Aside from estates, trusts, GRATs, and other similar structures, owners of closely held businesses may have an even greater opportunity in gifting business interests. This is due to the higher level of risk inherent in small businesses. Even in normal times, small, closely held businesses have a greater perceived level of risk, but with a global pandemic, those risks are amplified. As observed in the markets, the declines in small-cap stocks far exceed the major stock market indices. Given the uncertainty of when we may see a return to normalcy, most closely held businesses will have values far less than what they were just several months ago.
For estate tax purposes, assets are typically valued as of the decedent’s date of death (DOD). However, if this approach reduces the value of the gross estate and the estate tax due, executors may make an alternative valuation date election. This election allows for estate assets to be valued six months after the decedent’s death instead of at the DOD.
During the present time of declining market conditions, this election can be a very powerful tool to reduce estate taxes. For example, executors of an estate of a decedent who passed away approximately six months ago could make the alternative valuation date election in order to value the assets as of a more recent date. It is very likely that the fair market value of the underlying assets, property, marketable securities, ownership interest in closely held businesses, etc. have declined considerably since the DOD.
As there are various issues to consider, such as the possibility that the lower asset values could result in higher capital gains for beneficiaries in the future, executors should speak to their tax professionals about whether this election is the best option.
Lower Interest Rates Make Loans More Attractive
For individuals who have used a promissory note to transfer assets to beneficiaries or a trust, it is a convenient time to consider refinancing the promissory note. With interest rates (specifically the applicable federal rate, or AFR) near or at their all-time lows, refinancing is a simple way to increase the amount transferred to beneficiaries.

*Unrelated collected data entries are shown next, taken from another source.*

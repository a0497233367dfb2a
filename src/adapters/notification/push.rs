//! Realtime push through the connection registry.
//!
//! A user may hold connections on several servers. The push counts as
//! delivered when at least one server accepts it.

use async_trait::async_trait;
use std::sync::Arc;

use crate::domain::foundation::UserId;
use crate::ports::{ConnectionRegistry, Notification, PushNotifier, ServerMessenger};

pub struct RegistryPushNotifier {
    registry: Arc<dyn ConnectionRegistry>,
    messenger: Arc<dyn ServerMessenger>,
}

impl RegistryPushNotifier {
    pub fn new(registry: Arc<dyn ConnectionRegistry>, messenger: Arc<dyn ServerMessenger>) -> Self {
        Self {
            registry,
            messenger,
        }
    }
}

#[async_trait]
impl PushNotifier for RegistryPushNotifier {
    async fn try_send(&self, user_id: &UserId, notification: &Notification) -> bool {
        let servers = match self.registry.find_servers(user_id).await {
            Ok(servers) => servers,
            Err(e) => {
                tracing::warn!(user_id = %user_id, error = %e, "Connection lookup failed");
                return false;
            }
        };

        let mut delivered = false;
        for server_id in &servers {
            match self
                .messenger
                .send_to_server(server_id, user_id, notification)
                .await
            {
                Ok(()) => delivered = true,
                Err(e) => {
                    tracing::debug!(
                        user_id = %user_id,
                        server_id = %server_id,
                        error = %e,
                        "Push to server failed"
                    );
                }
            }
        }

        delivered
    }
}
//! In-memory adapters.
//!
//! Used by tests and by the `memory` storage mode. Each mirrors the atomicity
//! of its Postgres counterpart by holding one lock across check and write.

mod connection_registry;
mod journey_repository;
mod outbox;
mod processed_event_store;
mod read_models;
mod relationship_repository;

pub use connection_registry::{Delivery, InMemoryConnectionRegistry, InMemoryServerMessenger};
pub use journey_repository::{InMemoryJourneyRepository, InMemoryUserAccountRepository};
pub use outbox::InMemoryOutbox;
pub use processed_event_store::InMemoryProcessedEventStore;
pub use read_models::{InMemoryDailyRewardRepository, InMemoryMonthlyDistanceRepository};
pub use relationship_repository::InMemoryRelationshipRepository;
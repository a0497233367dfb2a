//! Monthly distance read model and the adjustment planner that feeds it.

use serde::{Deserialize, Serialize};
use std::fmt;

use crate::domain::foundation::{DistanceDelta, DistanceKm, EventId, MonthPeriod, Timestamp, UserId};
use crate::domain::integration::{JourneyCreatedV1, JourneyDeletedV1, JourneyUpdatedV1};

/// Running distance total for one user in one UTC calendar month.
#[derive(Debug, Clone, PartialEq, Eq, Serialize, Deserialize)]
pub struct MonthlyDistance {
    pub user_id: UserId,
    pub period: MonthPeriod,
    pub total: DistanceKm,
    pub updated_at: Timestamp,
}

impl MonthlyDistance {
    /// A fresh row holding `total`.
    pub fn new(user_id: UserId, period: MonthPeriod, total: DistanceKm, now: Timestamp) -> Self {
        Self {
            user_id,
            period,
            total,
            updated_at: now,
        }
    }

    /// Applies a delta, clamping at zero. Returns whether clamping happened.
    pub fn apply(&mut self, delta: DistanceDelta, now: Timestamp) -> bool {
        let (total, clamped) = self.total.apply(delta);
        self.total = total;
        self.updated_at = now;
        clamped
    }
}

/// Which part of a source event an adjustment implements.
#[derive(Debug, Clone, Copy, PartialEq, Eq, Hash, Serialize, Deserialize)]
#[serde(rename_all = "snake_case")]
pub enum AdjustmentLeg {
    Add,
    Delta,
    RemoveOld,
    AddNew,
    Remove,
}

impl AdjustmentLeg {
    pub fn as_str(&self) -> &'static str {
        match self {
            AdjustmentLeg::Add => "add",
            AdjustmentLeg::Delta => "delta",
            AdjustmentLeg::RemoveOld => "remove_old",
            AdjustmentLeg::AddNew => "add_new",
            AdjustmentLeg::Remove => "remove",
        }
    }
}

/// Dedup key for one leg: the source event id plus the leg.
#[derive(Debug, Clone, Copy, PartialEq, Eq, Hash, Serialize, Deserialize)]
pub struct AdjustmentKey {
    pub event_id: EventId,
    pub leg: AdjustmentLeg,
}

impl fmt::Display for AdjustmentKey {
    fn fmt(&self, f: &mut fmt::Formatter<'_>) -> fmt::Result {
        write!(f, "{}:{}", self.event_id, self.leg.as_str())
    }
}

/// What to do when the target row does not exist yet.
#[derive(Debug, Clone, Copy, PartialEq, Eq)]
pub enum OnMissing {
    /// Create the row holding exactly this total.
    CreateWith(DistanceKm),
    /// Leave the read model untouched.
    Skip,
}

/// One idempotent change to one (user, month) row.
#[derive(Debug, Clone, PartialEq, Eq)]
pub struct MonthlyAdjustment {
    pub key: AdjustmentKey,
    pub user_id: UserId,
    pub period: MonthPeriod,
    pub delta: DistanceDelta,
    pub on_missing: OnMissing,
}

/// Result of applying an adjustment.
#[derive(Debug, Clone, PartialEq, Eq)]
pub enum AdjustmentOutcome {
    /// The row changed (or was created); `clamped` is true if the total hit zero.
    Applied { total: DistanceKm, clamped: bool },
    /// This key was applied before.
    Duplicate,
    /// The row was missing and the policy was to skip.
    SkippedMissing,
}

/// Plans the adjustments for a created journey.
pub fn plan_created(event_id: EventId, e: &JourneyCreatedV1) -> Vec<MonthlyAdjustment> {
    vec![MonthlyAdjustment {
        key: AdjustmentKey {
            event_id,
            leg: AdjustmentLeg::Add,
        },
        user_id: e.user_id.clone(),
        period: e.start_time.month_period(),
        delta: DistanceDelta::add(e.distance_km),
        on_missing: OnMissing::CreateWith(e.distance_km),
    }]
}

/// Plans the adjustments for an updated journey.
///
/// The prior period and distance come from the event itself. A journey that
/// stays in its month yields one delta leg; one that moves yields a removal
/// from the old month and an addition to the new one.
pub fn plan_updated(event_id: EventId, e: &JourneyUpdatedV1) -> Vec<MonthlyAdjustment> {
    let old_period = e.old_start_time.month_period();
    let new_period = e.start_time.month_period();

    if old_period == new_period {
        let delta = DistanceDelta::between(e.old_distance_km, e.distance_km);
        if delta.is_zero() {
            return Vec::new();
        }
        return vec![MonthlyAdjustment {
            key: AdjustmentKey {
                event_id,
                leg: AdjustmentLeg::Delta,
            },
            user_id: e.user_id.clone(),
            period: new_period,
            delta,
            on_missing: OnMissing::CreateWith(e.distance_km),
        }];
    }

    vec![
        MonthlyAdjustment {
            key: AdjustmentKey {
                event_id,
                leg: AdjustmentLeg::RemoveOld,
            },
            user_id: e.user_id.clone(),
            period: old_period,
            delta: DistanceDelta::remove(e.old_distance_km),
            on_missing: OnMissing::Skip,
        },
        MonthlyAdjustment {
            key: AdjustmentKey {
                event_id,
                leg: AdjustmentLeg::AddNew,
            },
            user_id: e.user_id.clone(),
            period: new_period,
            delta: DistanceDelta::add(e.distance_km),
            on_missing: OnMissing::CreateWith(e.distance_km),
        },
    ]
}

/// Plans the adjustments for a deleted journey.
pub fn plan_deleted(event_id: EventId, e: &JourneyDeletedV1) -> Vec<MonthlyAdjustment> {
    vec![MonthlyAdjustment {
        key: AdjustmentKey {
            event_id,
            leg: AdjustmentLeg::Remove,
        },
        user_id: e.user_id.clone(),
        period: e.start_time.month_period(),
        delta: DistanceDelta::remove(e.distance_km),
        on_missing: OnMissing::Skip,
    }]
}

Other strategies could be employed with low-interest rate private loans, ranging from loans used to purchase investments at today’s low prices to installment sales on lower-priced assets. These are complicated and sometimes risky strategies, however, and individuals should consult their tax advisors when considering any of these options.
Tax Planning Opportunities
There is no question we are living through unprecedented times, and with a presidential election in the coming months, there is a great deal of uncertainty. Should there be a change in U.S. leadership, exemption levels may decrease, gift and estate tax rates may increase, and valuation discounts could be eliminated. While COVID-19 has produced the potential for an economic catastrophe, it has created an opportunity for those individuals performing estate planning. If you are considering a transfer of assets, it is essential to consider how today’s environment could impact value and how the transfer of wealth today could be beneficial.